One of the Boys
- Author: Victoria Zeller
- Language: English
- Publisher: Levine Querido
- Publication date: May 13, 2025
- Pages: 344
- ISBN: 978-1-64614-502-7

= One of the Boys (novel) =

2025 novel by Victoria Zeller

One of the Boys is a 2025 young adult novel by American author Victoria Zeller.

Set near Buffalo, New York, the novel follows Grace Woodhouse, a transgender teenager who played as a kicker for her school's football team. After coming out before her senior year, she must learn how to manage her old and new lives.

== Reception ==
One of the Boys was well received by critics, including starred reviews from Booklist, BookPage, and Publishers Weekly.

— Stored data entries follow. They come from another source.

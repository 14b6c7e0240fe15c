//! motion-replay
//!
//! Replays a recorded accelerometer trace through the motion pipeline and
//! prints one JSON activity record per emitted report.
//!
//! Input: one sample per line as `x,y,z` (commas or whitespace), `#` starts
//! a comment. Reads stdin when no file is given.

use std::fs::File;
use std::io::{self, BufRead, BufReader, BufWriter, Write};
use std::path::PathBuf;

use anyhow::{bail, Context, Result};
use clap::Parser;
use tracing::info;

use motion_sensing::classifier::DebouncePolicy;
use motion_sensing::tracing_setup::{init_subscriber, Verbosity};
use motion_sensing::{MotionPipeline, PipelineConfig, RawSample};

#[derive(Debug, Parser)]
#[command(name = "motion-replay", version, about = "Replay accelerometer samples through the activity pipeline")]
struct Cli {
    /// Sample file (`x,y,z` per line). Reads stdin when omitted.
    input: Option<PathBuf>,

    /// TOML pipeline configuration.
    #[arg(short, long)]
    config: Option<PathBuf>,

    /// Only commit an activity change after the debounce counter agrees.
    #[arg(long)]
    gated: bool,

    #[arg(short, long)]
    verbose: bool,

    #[arg(short, long)]
    quiet: bool,

    #[arg(long)]
    no_color: bool,
}

fn main() -> Result<()> {
    let cli = Cli::parse();
    init_subscriber(Verbosity::from_flags(cli.verbose, cli.quiet), cli.no_color)?;

    let mut config = match &cli.config {
        Some(path) => PipelineConfig::load(path)
            .with_context(|| format!("loading config {}", path.display()))?,
        None => PipelineConfig::default(),
    };
    if cli.gated {
        config.classifier.policy = DebouncePolicy::Gated;
    }
    let mut pipeline = MotionPipeline::try_new(config)?;

    let reader: Box<dyn BufRead> = match &cli.input {
        Some(path) => Box::new(BufReader::new(
            File::open(path).with_context(|| format!("opening {}", path.display()))?,
        )),
        None => Box::new(BufReader::new(io::stdin().lock())),
    };

    let mut out = BufWriter::new(io::stdout().lock());
    let mut reports = 0u64;

    for (index, line) in reader.lines().enumerate() {
        let line = line.context("reading samples")?;
        let Some(sample) = parse_line(&line).with_context(|| format!("line {}", index + 1))? else {
            continue;
        };
        if let Some(report) = pipeline.ingest(&sample) {
            serde_json::to_writer(&mut out, &report)?;
            writeln!(out)?;
            reports += 1;
        }
    }
    out.flush()?;

    info!(
        samples = pipeline.total_samples(),
        reports,
        steps = pipeline.step_count(),
        activity = %pipeline.activity(),
        "replay finished"
    );
    Ok(())
}

/// Parse one input line. Blank and comment lines yield `None`.
fn parse_line(line: &str) -> Result<Option<RawSample>> {
    let content = line.split('#').next().unwrap_or("").trim();
    if content.is_empty() {
        return Ok(None);
    }

    let fields: Vec<&str> = content
        .split(|c: char| c == ',' || c.is_whitespace())
        .filter(|field| !field.is_empty())
        .collect();
    if fields.len() != 3 {
        bail!("expected 3 axes, found {}", fields.len());
    }

    let mut axes = [0.0f64; 3];
    for (axis, field) in axes.iter_mut().zip(&fields) {
        *axis = field
            .parse()
            .with_context(|| format!("invalid number '{field}'"))?;
    }
    Ok(Some(RawSample::from(axes)))
}

#[cfg(test)]
mod tests {
    use super::*;

    #[test]
    fn parses_comma_and_space_separated() {
        assert_eq!(
            parse_line("0.1, 0.2, 9.8").unwrap(),
            Some(RawSample::new(0.1, 0.2, 9.8))
        );
        assert_eq!(
            parse_line("1 2\t3").unwrap(),
            Some(RawSample::new(1.0, 2.0, 3.0))
        );
    }

    #[test]
    fn skips_blank_and_comment_lines() {
        assert_eq!(parse_line("").unwrap(), None);
        assert_eq!(parse_line("   # walking starts").unwrap(), None);
        assert_eq!(
            parse_line("0,0,13 # heel strike").unwrap(),
            Some(RawSample::new(0.0, 0.0, 13.0))
        );
    }

    #[test]
    fn rejects_malformed_lines() {
        assert!(parse_line("1,2").is_err());
        assert!(parse_line("1,2,three").is_err());
        assert!(parse_line("1,2,3,4").is_err());
    }

    #[test]
    fn cli_parses_flags() {
        let cli = Cli::parse_from(["motion-replay", "--gated", "-v", "trace.csv"]);
        assert!(cli.gated);
        assert!(cli.verbose);
        assert_eq!(cli.input, Some(PathBuf::from("trace.csv")));
    }
}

Publishers Weekly named it one of the best young adult novels of 2025, and it received the 2026 Stonewall Book Award for Young Adult Literature.

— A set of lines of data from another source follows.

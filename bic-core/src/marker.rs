//! Writes the best-in-class flag onto ledger winners.

use serde::{Deserialize, Serialize};
use tracing::{debug, info, warn};

use crate::ledger::Ledger;
use crate::types::InventoryItem;

/// What to do with flags already set on items that did not win this pass.
#[derive(Debug, Clone, Copy, PartialEq, Eq, Default, Serialize, Deserialize)]
#[serde(rename_all = "snake_case")]
pub enum StaleFlagPolicy {
    /// Flags are only ever set, never cleared.
    #[default]
    Keep,
    /// Clear the flag on every item of the current list that did not win.
    ClearNonWinners,
}

/// Tallies from one marking step.
#[derive(Debug, Clone, Copy, PartialEq, Eq, Default, Serialize)]
pub struct MarkOutcome {
    /// Winners whose flag was written.
    pub marked: usize,
    /// Winners whose flag write failed.
    pub failures: usize,
    /// Non-winners whose stale flag was cleared.
    pub cleared: usize,
}

/// Set the flag on every winner in `ledger`.
///
/// `items` must be the slice the ledger was built from; positions outside
/// it are ignored. A failed write is logged and counted without affecting
/// other winners.
pub fn mark<I: InventoryItem>(
    ledger: &Ledger,
    items: &mut [I],
    policy: StaleFlagPolicy,
) -> MarkOutcome {
    let mut outcome = MarkOutcome::default();

    for (category, position, metric) in ledger.winners() {
        let Some(item) = items.get_mut(position) else {
            warn!(%category, position, "Ledger winner outside item list");
            outcome.failures += 1;
            continue;
        };

        match item.set_best_in_class(true) {
            Ok(()) => {
                info!(
                    item = item.display_name(),
                    %category,
                    metric,
                    "Best item of type is {}",
                    item.display_name()
                );
                outcome.marked += 1;
            }
            Err(e) => {
                warn!(
                    item = item.display_name(),
                    %category,
                    error = %e,
                    "Failed to mark best item"
                );
                outcome.failures += 1;
            }
        }
    }

    if policy == StaleFlagPolicy::ClearNonWinners {
        outcome.cleared = clear_non_winners(ledger, items);
    }

    outcome
}

/// Clear the flag on every flagged item of `items` that holds no ledger slot.
fn clear_non_winners<I: InventoryItem>(ledger: &Ledger, items: &mut [I]) -> usize {
    let mut is_winner = vec![false; items.len()];
    for (_, position, _) in ledger.winners() {
        if let Some(winner) = is_winner.get_mut(position) {
            *winner = true;
        }
    }

    let mut cleared = 0;
    for (item, _) in items
        .iter_mut()
        .zip(is_winner)
        .filter(|(item, winner)| !winner && item.is_best_in_class())
    {
        match item.set_best_in_class(false) {
            Ok(()) => {
                debug!(item = item.display_name(), "Cleared stale best-in-class flag");
                cleared += 1;
            }
            Err(e) => {
                warn!(item = item.display_name(), error = %e, "Failed to clear stale flag");
            }
        }
    }
    cleared
}

#[cfg(test)]
mod tests {
    use super::*;
    use crate::category::Category;
    use crate::error::{BicError, Result};
    use crate::types::{ItemKind, ItemRecord, WeaponSubtype};

    /// Item whose UI binding is not available.
    struct Detached(ItemRecord);

    impl InventoryItem for Detached {
        fn display_name(&self) -> &str {
            &self.0.display_name
        }
        fn kind(&self) -> Option<ItemKind> {
            Some(self.0.kind)
        }
        fn is_best_in_class(&self) -> bool {
            false
        }
        fn set_best_in_class(&mut self, _value: bool) -> Result<()> {
            Err(BicError::MarkUnavailable {
                item: self.0.display_name.clone(),
            })
        }
    }

    fn ledger_with(entries: &[(Category, usize, f32)]) -> Ledger {
        let mut ledger = Ledger::new();
        for &(category, position, metric) in entries {
            ledger.offer(category, position, metric);
        }
        ledger
    }

    #[test]
    fn marks_only_winners() {
        let mut items = vec![
            ItemRecord::weapon("Iron Sword", WeaponSubtype::Sword, 7.0),
            ItemRecord::weapon("Steel Sword", WeaponSubtype::Sword, 8.0),
        ];
        let ledger = ledger_with(&[(Category::Sword, 1, 8.0)]);
        let outcome = mark(&ledger, &mut items, StaleFlagPolicy::Keep);
        assert_eq!(outcome.marked, 1);
        assert!(!items[0].best_in_class);
        assert!(items[1].best_in_class);
    }

    #[test]
    fn marking_twice_is_idempotent() {
        let mut items = vec![ItemRecord::weapon("Bow", WeaponSubtype::Bow, 9.0)];
        let ledger = ledger_with(&[(Category::Bow, 0, 9.0)]);
        mark(&ledger, &mut items, StaleFlagPolicy::Keep);
        mark(&ledger, &mut items, StaleFlagPolicy::Keep);
        assert!(items[0].best_in_class);
    }

    #[test]
    fn keep_policy_leaves_stale_flags() {
        let mut items = vec![ItemRecord::weapon("Old Bow", WeaponSubtype::Bow, 5.0)];
        items[0].best_in_class = true;
        let outcome = mark(&Ledger::new(), &mut items, StaleFlagPolicy::Keep);
        assert_eq!(outcome, MarkOutcome::default());
        assert!(items[0].best_in_class);
    }

    #[test]
    fn clear_policy_resets_non_winners() {
        let mut items = vec![
            ItemRecord::weapon("Old Bow", WeaponSubtype::Bow, 5.0),
            ItemRecord::weapon("New Bow", WeaponSubtype::Bow, 12.0),
        ];
        items[0].best_in_class = true;
        let ledger = ledger_with(&[(Category::Bow, 1, 12.0)]);
        let outcome = mark(&ledger, &mut items, StaleFlagPolicy::ClearNonWinners);
        assert_eq!(outcome.cleared, 1);
        assert!(!items[0].best_in_class);
        assert!(items[1].best_in_class);
    }

    #[test]
    fn write_failure_is_isolated() {
        let mut items = vec![
            Detached(ItemRecord::weapon("Ghost Blade", WeaponSubtype::Sword, 11.0)),
            Detached(ItemRecord::weapon("Ghost Axe", WeaponSubtype::Axe, 12.0)),
        ];
        let ledger = ledger_with(&[(Category::Sword, 0, 11.0), (Category::WarAxe, 1, 12.0)]);
        let outcome = mark(&ledger, &mut items, StaleFlagPolicy::Keep);
        assert_eq!(outcome.failures, 2);
        assert_eq!(outcome.marked, 0);
    }

    #[test]
    fn empty_ledger_is_a_no_op() {
        let mut items: Vec<ItemRecord> = Vec::new();
        let outcome = mark(&Ledger::new(), &mut items, StaleFlagPolicy::ClearNonWinners);
        assert_eq!(outcome, MarkOutcome::default());
    }

    #[test]
    fn clear_policy_keeps_winner_flags_and_ignores_stray_positions() {
        let mut items = vec![
            ItemRecord::weapon("Old Dagger", WeaponSubtype::Dagger, 4.0),
            ItemRecord::weapon("Glass Dagger", WeaponSubtype::Dagger, 10.0),
            ItemRecord::weapon("Old Mace", WeaponSubtype::Mace, 9.0),
        ];
        items[0].best_in_class = true;
        items[2].best_in_class = true;
        let ledger = ledger_with(&[
            (Category::Dagger, 1, 10.0),
            (Category::Mace, 2, 9.0),
            (Category::Bow, 7, 3.0),
        ]);

        let outcome = mark(&ledger, &mut items, StaleFlagPolicy::ClearNonWinners);
        assert_eq!(
            outcome,
            MarkOutcome {
                marked: 2,
                failures: 1,
                cleared: 1,
            }
        );
        let flags: Vec<bool> = items.iter().map(|item| item.best_in_class).collect();
        assert_eq!(flags, vec![false, true, true]);
    }
}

Booklist's Kelly Ferreira called the novel "a standout first work", while Kirkus Reviews referred to it as "honest, gentle, and hopeful". Ferreira highlighted how "Grace’s journey through senior year is portrayed with nuance, noting the struggles of transition when one doesn’t “pass” and of old friends learning to accept a 'new' version of herself". Jessica Pang, writing for BookPage, said the novel is "as inspiring and illuminating as it is funny and relatable".